• To do: Whenever the word "best" turns up in a line of the data below, copy that line.

• Stored data:

use tracing::debug;

use crate::distance::EditCosts;
use crate::distance::weighted_damerau_levenshtein;

/// Any candidate whose edit cost reaches this value is considered noise
/// rather than a plausible typo. Matches git's own suggestion cutoff.
pub const REJECTION_THRESHOLD: usize = 7;

/// The winning group of one resolution, in stable score order: the leading
/// block of zero-distance entries followed by the tie run at the best
/// non-zero distance (when that run clears the threshold).
#[derive(Debug, Clone, PartialEq, Eq)]
pub struct Resolution {
    pub commands: Vec<String>,
    /// Minimal distance attained by the group.
    pub distance: usize,
}

#[derive(Debug, thiserror::Error, PartialEq, Eq)]
pub enum ResolveError {
    #[error("no candidate within distance {REJECTION_THRESHOLD}")]
    NoCandidate,
}

/// Score `input` against every vocabulary entry and return the best-matching
/// group, or [`ResolveError::NoCandidate`] when nothing scores below the
/// rejection threshold.
///
/// A vocabulary entry that starts with a non-empty `input` is a truncated
/// but correct spelling (`comm` for `commit`) and scores 0 without touching
/// the distance engine; such an entry is never rejected. Everything else is
/// scored with the default git-style weights. The empty token gets no prefix
/// shortcut and scores every entry via pure insertion cost.
pub fn resolve(input: &str, vocabulary: &[&str]) -> Result<Resolution, ResolveError> {
    let mut candidates: Vec<(&str, usize)> = vocabulary
        .iter()
        .map(|entry| {
            let dist = if !input.is_empty() && entry.starts_with(input) {
                0
            } else {
                weighted_damerau_levenshtein(
                    input.as_bytes(),
                    entry.as_bytes(),
                    EditCosts::default(),
                )
            };
            (*entry, dist)
        })
        .collect();

    candidates.sort_by_key(|&(_, dist)| dist);

    // Leading block of zero-distance entries (prefix and exact matches).
    let zeros = candidates
        .iter()
        .take_while(|&&(_, dist)| dist == 0)
        .count();

    // The tie run starting at the first non-zero entry joins the group when
    // it clears the threshold. Zero-distance matches stand regardless; with
    // none of those and nothing under the threshold, there is no correction.
    let mut end = zeros;
    if let Some(&(_, run)) = candidates.get(zeros) {
        if run < REJECTION_THRESHOLD {
            while end < candidates.len() && candidates[end].1 == run {
                end += 1;
            }
        } else if zeros == 0 {
            return Err(ResolveError::NoCandidate);
        }
    } else if zeros == 0 {
        return Err(ResolveError::NoCandidate);
    }

    let distance = candidates[0].1;
    let commands: Vec<String> = candidates[..end]
        .iter()
        .map(|&(entry, _)| entry.to_string())
        .collect();
    debug!(input, distance, candidates = commands.len(), "resolved");

    Ok(Resolution { commands, distance })
}
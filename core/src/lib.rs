//! Fuzzy resolution of mistyped git subcommands: a weighted
//! Damerau–Levenshtein distance engine plus the ranking, threshold, and
//! tie-break policy that picks the winning vocabulary entries.

pub mod distance;
pub mod resolver;
pub mod vocabulary;

pub use distance::EditCosts;
pub use distance::weighted_damerau_levenshtein;
pub use resolver::REJECTION_THRESHOLD;
pub use resolver::Resolution;
pub use resolver::ResolveError;
pub use resolver::resolve;
pub use vocabulary::GIT_COMMANDS;
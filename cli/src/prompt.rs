//! Minimal single-choice terminal prompt for disambiguating tied
//! candidates. Blocks until the user picks an entry or cancels.

use std::io;
use std::io::Write;

use crossterm::cursor::MoveToColumn;
use crossterm::cursor::MoveUp;
use crossterm::event::Event;
use crossterm::event::KeyCode;
use crossterm::event::KeyEventKind;
use crossterm::event::KeyModifiers;
use crossterm::event::read;
use crossterm::queue;
use crossterm::terminal;
use crossterm::terminal::Clear;
use crossterm::terminal::ClearType;

/// Outcome of one selection exchange. Cancellation is an ordinary result so
/// callers can abort without executing anything.
#[derive(Debug, Clone, Copy, PartialEq, Eq)]
pub enum Choice {
    Selected(usize),
    Cancelled,
}

/// Presents `items` under `label` and blocks for a single choice.
///
/// Up/Down (or k/j) move with wrap-around, Enter accepts, and Esc, q, or
/// Ctrl-C cancel. Rendering goes to stderr so stdout stays reserved for the
/// relayed command output.
pub fn select(label: &str, items: &[String]) -> io::Result<Choice> {
    debug_assert!(!items.is_empty());
    let mut stderr = io::stderr();
    writeln!(stderr, "{label}")?;

    terminal::enable_raw_mode()?;
    let result = select_loop(&mut stderr, items);
    terminal::disable_raw_mode()?;
    result
}

fn select_loop(out: &mut impl Write, items: &[String]) -> io::Result<Choice> {
    let mut selected = 0usize;
    render(out, items, selected, true)?;

    loop {
        let Event::Key(key) = read()? else { continue };
        if key.kind == KeyEventKind::Release {
            continue;
        }
        match key.code {
            KeyCode::Up | KeyCode::Char('k') => {
                selected = if selected == 0 {
                    items.len() - 1
                } else {
                    selected - 1
                };
            }
            KeyCode::Down | KeyCode::Char('j') => {
                selected = (selected + 1) % items.len();
            }
            KeyCode::Enter => return Ok(Choice::Selected(selected)),
            KeyCode::Esc | KeyCode::Char('q') => return Ok(Choice::Cancelled),
            KeyCode::Char('c') if key.modifiers.contains(KeyModifiers::CONTROL) => {
                return Ok(Choice::Cancelled);
            }
            _ => {}
        }
        render(out, items, selected, false)?;
    }
}

fn render(out: &mut impl Write, items: &[String], selected: usize, first: bool) -> io::Result<()> {
    if !first {
        queue!(out, MoveUp(items.len() as u16))?;
    }
    for (idx, item) in items.iter().enumerate() {
        queue!(out, MoveToColumn(0), Clear(ClearType::CurrentLine))?;
        let marker = if idx == selected { '>' } else { ' ' };
        // Raw mode needs an explicit carriage return.
        write!(out, "{marker} {item}\r\n")?;
    }
    out.flush()
}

• Exercise solution:
/// block of zero-distance entries followed by the tie run at the best
/// Score `input` against every vocabulary entry and return the best-matching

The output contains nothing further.